:: Entries provided

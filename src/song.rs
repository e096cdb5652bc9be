//! The song record handed to the core by whatever stores songs.

use serde::Deserialize;

/// Raw song fields. Every field except the title is optional; blank values
/// are treated the same as missing ones.
#[derive(Deserialize, Debug, Clone, Default, PartialEq)]
#[serde(rename_all = "kebab-case", default)]
pub struct Song {
    /// Stable identifier, used as the jump target of table of contents entries.
    pub id: Option<String>,
    pub title: String,
    pub composer: Option<String>,
    pub author_text: Option<String>,
    pub author_translation: Option<String>,
    pub publisher: Option<String>,
    pub additional_copyright_notes: Option<String>,
    /// Lyrics with embedded chord lines and `[bracketed]` translations.
    pub lyrics: Option<String>,
    /// Free-form listing of the chords used, independent of the chord lines.
    pub chord_sequence: Option<String>,
}

impl Song {
    pub fn new(title: impl Into<String>) -> Self {
        Self {
            title: title.into(),
            ..Self::default()
        }
    }

    pub fn with_id(mut self, id: impl Into<String>) -> Self {
        self.id = Some(id.into());
        self
    }

    pub fn with_lyrics(mut self, lyrics: impl Into<String>) -> Self {
        self.lyrics = Some(lyrics.into());
        self
    }

    pub fn with_composer(mut self, composer: impl Into<String>) -> Self {
        self.composer = Some(composer.into());
        self
    }

    pub fn with_author_text(mut self, author: impl Into<String>) -> Self {
        self.author_text = Some(author.into());
        self
    }

    pub fn with_author_translation(mut self, author: impl Into<String>) -> Self {
        self.author_translation = Some(author.into());
        self
    }

    pub fn with_publisher(mut self, publisher: impl Into<String>) -> Self {
        self.publisher = Some(publisher.into());
        self
    }

    pub fn with_additional_copyright_notes(mut self, notes: impl Into<String>) -> Self {
        self.additional_copyright_notes = Some(notes.into());
        self
    }

    pub fn with_chord_sequence(mut self, chord_sequence: impl Into<String>) -> Self {
        self.chord_sequence = Some(chord_sequence.into());
        self
    }

    pub fn lyrics(&self) -> &str {
        self.lyrics.as_deref().unwrap_or("")
    }

    /// The chord sequence without surrounding whitespace, `None` if blank.
    pub fn clean_chord_sequence(&self) -> Option<&str> {
        self.chord_sequence
            .as_deref()
            .map(str::trim)
            .filter(|s| !s.is_empty())
    }
}

/// Returns the value if it holds anything besides whitespace.
pub(crate) fn non_blank(value: &Option<String>) -> Option<&str> {
    value.as_deref().filter(|s| !s.trim().is_empty())
}
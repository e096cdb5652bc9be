use std::env;
use std::fs;
use std::process;

use log::{LevelFilter, Log, Metadata, Record};
use songtext::{export, export_text, Songbook};

const USAGE: &str = "Usage: songtext [options] <songbook.yaml> [output]

Options:
  --no-chords         leave chord lines and chord sequences out
  --no-translation    leave translations out
  --only-with-chords  export only songs with at least one chord line
  --text              write plain text instead of XML
  --verbose           log progress to stderr";

/// Writes log records to stderr.
struct StderrLogger;

impl Log for StderrLogger {
    fn enabled(&self, metadata: &Metadata) -> bool {
        metadata.level() <= log::max_level()
    }

    fn log(&self, record: &Record) {
        if self.enabled(record.metadata()) {
            eprintln!("[{}] {}", record.level(), record.args());
        }
    }

    fn flush(&self) {}
}

static LOGGER: StderrLogger = StderrLogger;

fn usage_error(message: &str) -> ! {
    eprintln!("{}", message);
    eprintln!("{}", USAGE);
    process::exit(1);
}

fn main() {
    let args: Vec<String> = env::args().skip(1).collect();

    let mut no_chords = false;
    let mut no_translation = false;
    let mut only_with_chords = false;
    let mut text = false;
    let mut verbose = false;
    let mut paths: Vec<&String> = Vec::new();

    // Parse flags
    for arg in &args {
        match arg.as_str() {
            "--no-chords" => no_chords = true,
            "--no-translation" => no_translation = true,
            "--only-with-chords" => only_with_chords = true,
            "--text" => text = true,
            "--verbose" => verbose = true,
            "-h" | "--help" => {
                println!("{}", USAGE);
                return;
            }
            flag if flag.starts_with("--") => usage_error(&format!("Unknown option '{}'", flag)),
            _ => paths.push(arg),
        }
    }

    let (input_path, output_path) = match paths.as_slice() {
        [input] => (*input, None),
        [input, output] => (*input, Some(*output)),
        _ => usage_error("Expected a songbook file and an optional output file"),
    };

    if verbose && log::set_logger(&LOGGER).is_ok() {
        log::set_max_level(LevelFilter::Debug);
    }

    // Read songbook
    let source = match fs::read_to_string(input_path) {
        Ok(content) => content,
        Err(e) => {
            eprintln!("Error reading file '{}': {}", input_path, e);
            process::exit(1);
        }
    };

    let mut songbook = match Songbook::from_yaml(&source) {
        Ok(songbook) => songbook,
        Err(e) => {
            eprintln!("Error in '{}': {}", input_path, e);
            process::exit(1);
        }
    };

    // Command line flags override the songbook's settings
    if no_chords {
        songbook.export.show_chords = false;
    }
    if no_translation {
        songbook.export.show_translation = false;
    }
    if only_with_chords {
        songbook.export.only_songs_with_chords = true;
    }
    log::debug!("{} songs, {:?}", songbook.songs.len(), songbook.export);

    // Export
    let result = if text {
        export_text(&songbook.export, &songbook.songs).map(String::into_bytes)
    } else {
        export(&songbook.export, &songbook.songs)
    };

    let output = match result {
        Ok(output) => output,
        Err(e) => {
            eprintln!("Export error: {}", e);
            process::exit(1);
        }
    };

    // Output
    match output_path {
        Some(path) => {
            if let Err(e) = fs::write(path, &output) {
                eprintln!("Error writing to '{}': {}", path, e);
                process::exit(1);
            }
            eprintln!("Wrote songbook to {}", path);
        }
        None => {
            println!("{}", String::from_utf8_lossy(&output));
        }
    }
}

::::

The string "composer" may occur in the listing; show every line where it does.

→ Answer to the exercise:
    pub composer: Option<String>,
    pub fn with_composer(mut self, composer: impl Into<String>) -> Self {
        self.composer = Some(composer.into());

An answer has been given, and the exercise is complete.